------ Records for the task

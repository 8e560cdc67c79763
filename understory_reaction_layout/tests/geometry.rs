// Copyright 2025 the Understory Authors
// SPDX-License-Identifier: Apache-2.0 OR MIT

//! Tests for the `understory_reaction_layout` crate.
//!
//! These go through a resolved configuration, the way a reaction surface
//! computes its geometry snapshot.

use kurbo::{Point, Rect, Size};
use understory_reaction_config::{ImageId, PopupGravity, ReactionOptions, ReactionsConfig};
use understory_reaction_layout::{Anchor, HitSlop, PopupGeometry, PopupMetrics, hit_test};

fn config(count: u32, gravity: PopupGravity) -> ReactionsConfig {
    ReactionOptions::new()
        .with_reactions((0..count).map(ImageId))
        .with_reaction_size(48.0)
        .with_horizontal_margin(16.0)
        .with_popup_gravity(gravity)
        .resolve()
        .unwrap()
}

#[test]
fn four_reaction_popup_end_to_end() {
    let config = config(4, PopupGravity::Center);
    let metrics = PopupMetrics::new(&config);

    assert_eq!(
        metrics.size,
        Size::new(16.0 * 2.0 + 48.0 * 4.0 + 8.0 * 3.0, 80.0)
    );
    assert_eq!(metrics.icons.large, 96.0);
    assert_eq!(metrics.icons.small, (248.0 - 32.0 - 96.0 - 8.0 * 3.0) / 3.0);
}

#[test]
fn geometry_snapshot_places_and_lays_out_the_row() {
    let config = config(4, PopupGravity::Center);
    let anchor = Anchor::new(Point::new(40.0, 600.0), Size::new(120.0, 48.0));
    let geometry = PopupGeometry::compute(
        &config,
        &anchor,
        Point::new(60.0, 620.0),
        Size::new(400.0, 800.0),
    );

    assert_eq!(geometry.origin, Point::new(76.0, 440.0));
    assert_eq!(geometry.bounds(), Rect::new(76.0, 440.0, 324.0, 520.0));

    let frames: Vec<Rect> = geometry
        .row_frames(geometry.metrics.target_sizes(Some(1)), 0.0)
        .collect();
    assert_eq!(frames.len(), 4);
    assert_eq!(frames[0].x0, 92.0);
    assert_eq!(frames[1].size(), Size::new(96.0, 96.0));
    // Row width does not change when an icon is magnified.
    assert_eq!(frames[3].x1, 324.0 - 16.0);
}

#[test]
fn dragging_across_the_row_always_hits_an_icon() {
    let config = config(5, PopupGravity::ScreenLeft);
    let anchor = Anchor::new(Point::new(0.0, 700.0), Size::new(100.0, 48.0));
    let geometry = PopupGeometry::compute(
        &config,
        &anchor,
        Point::new(10.0, 710.0),
        Size::new(600.0, 800.0),
    );
    let frames: Vec<Rect> = geometry
        .row_frames(geometry.metrics.target_sizes(None), 0.0)
        .collect();
    let slop = HitSlop::for_row(&geometry.metrics);

    let y = frames[0].center().y;
    let mut last = 0;
    let mut x = frames[0].x0;
    while x < frames[4].x1 {
        let hit = hit_test(frames.iter().copied(), &slop, Point::new(x, y));
        let hit = hit.expect("no dead zone between icons");
        assert!(hit >= last, "hits move left to right");
        last = hit;
        x += 1.0;
    }
    assert_eq!(last, 4);
}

------------

Brief:
Nothing in the records may be left out; copy them all exactly.

Solution to the problem:
repository 8e560cdc67c79763
filename understory_reaction_layout/tests/geometry.rs
// Copyright 2025 the Understory Authors
// SPDX-License-Identifier: Apache-2.0 OR MIT

//! Tests for the `understory_reaction_layout` crate.
//!
//! These go through a resolved configuration, the way a reaction surface
//! computes its geometry snapshot.

use kurbo::{Point, Rect, Size};
use understory_reaction_config::{ImageId, PopupGravity, ReactionOptions, ReactionsConfig};
use understory_reaction_layout::{Anchor, HitSlop, PopupGeometry, PopupMetrics, hit_test};

fn config(count: u32, gravity: PopupGravity) -> ReactionsConfig {
    ReactionOptions::new()
        .with_reactions((0..count).map(ImageId))
        .with_reaction_size(48.0)
        .with_horizontal_margin(16.0)
        .with_popup_gravity(gravity)
        .resolve()
        .unwrap()
}

#[test]
fn four_reaction_popup_end_to_end() {
    let config = config(4, PopupGravity::Center);
    let metrics = PopupMetrics::new(&config);

    assert_eq!(
        metrics.size,
        Size::new(16.0 * 2.0 + 48.0 * 4.0 + 8.0 * 3.0, 80.0)
    );
    assert_eq!(metrics.icons.large, 96.0);
    assert_eq!(metrics.icons.small, (248.0 - 32.0 - 96.0 - 8.0 * 3.0) / 3.0);
}

#[test]
fn geometry_snapshot_places_and_lays_out_the_row() {
    let config = config(4, PopupGravity::Center);
    let anchor = Anchor::new(Point::new(40.0, 600.0), Size::new(120.0, 48.0));
    let geometry = PopupGeometry::compute(
        &config,
        &anchor,
        Point::new(60.0, 620.0),
        Size::new(400.0, 800.0),
    );

    assert_eq!(geometry.origin, Point::new(76.0, 440.0));
    assert_eq!(geometry.bounds(), Rect::new(76.0, 440.0, 324.0, 520.0));

    let frames: Vec<Rect> = geometry
        .row_frames(geometry.metrics.target_sizes(Some(1)), 0.0)
        .collect();
    assert_eq!(frames.len(), 4);
    assert_eq!(frames[0].x0, 92.0);
    assert_eq!(frames[1].size(), Size::new(96.0, 96.0));
    // Row width does not change when an icon is magnified.
    assert_eq!(frames[3].x1, 324.0 - 16.0);
}

#[test]
fn dragging_across_the_row_always_hits_an_icon() {
    let config = config(5, PopupGravity::ScreenLeft);
    let anchor = Anchor::new(Point::new(0.0, 700.0), Size::new(100.0, 48.0));
    let geometry = PopupGeometry::compute(
        &config,
        &anchor,
        Point::new(10.0, 710.0),
        Size::new(600.0, 800.0),
    );
    let frames: Vec<Rect> = geometry
        .row_frames(geometry.metrics.target_sizes(None), 0.0)
        .collect();
    let slop = HitSlop::for_row(&geometry.metrics);

    let y = frames[0].center().y;
    let mut last = 0;
    let mut x = frames[0].x0;
    while x < frames[4].x1 {
        let hit = hit_test(frames.iter().copied(), &slop, Point::new(x, y));
        let hit = hit.expect("no dead zone between icons");
        assert!(hit >= last, "hits move left to right");
        last = hit;
        x += 1.0;
    }
    assert_eq!(last, 4);
}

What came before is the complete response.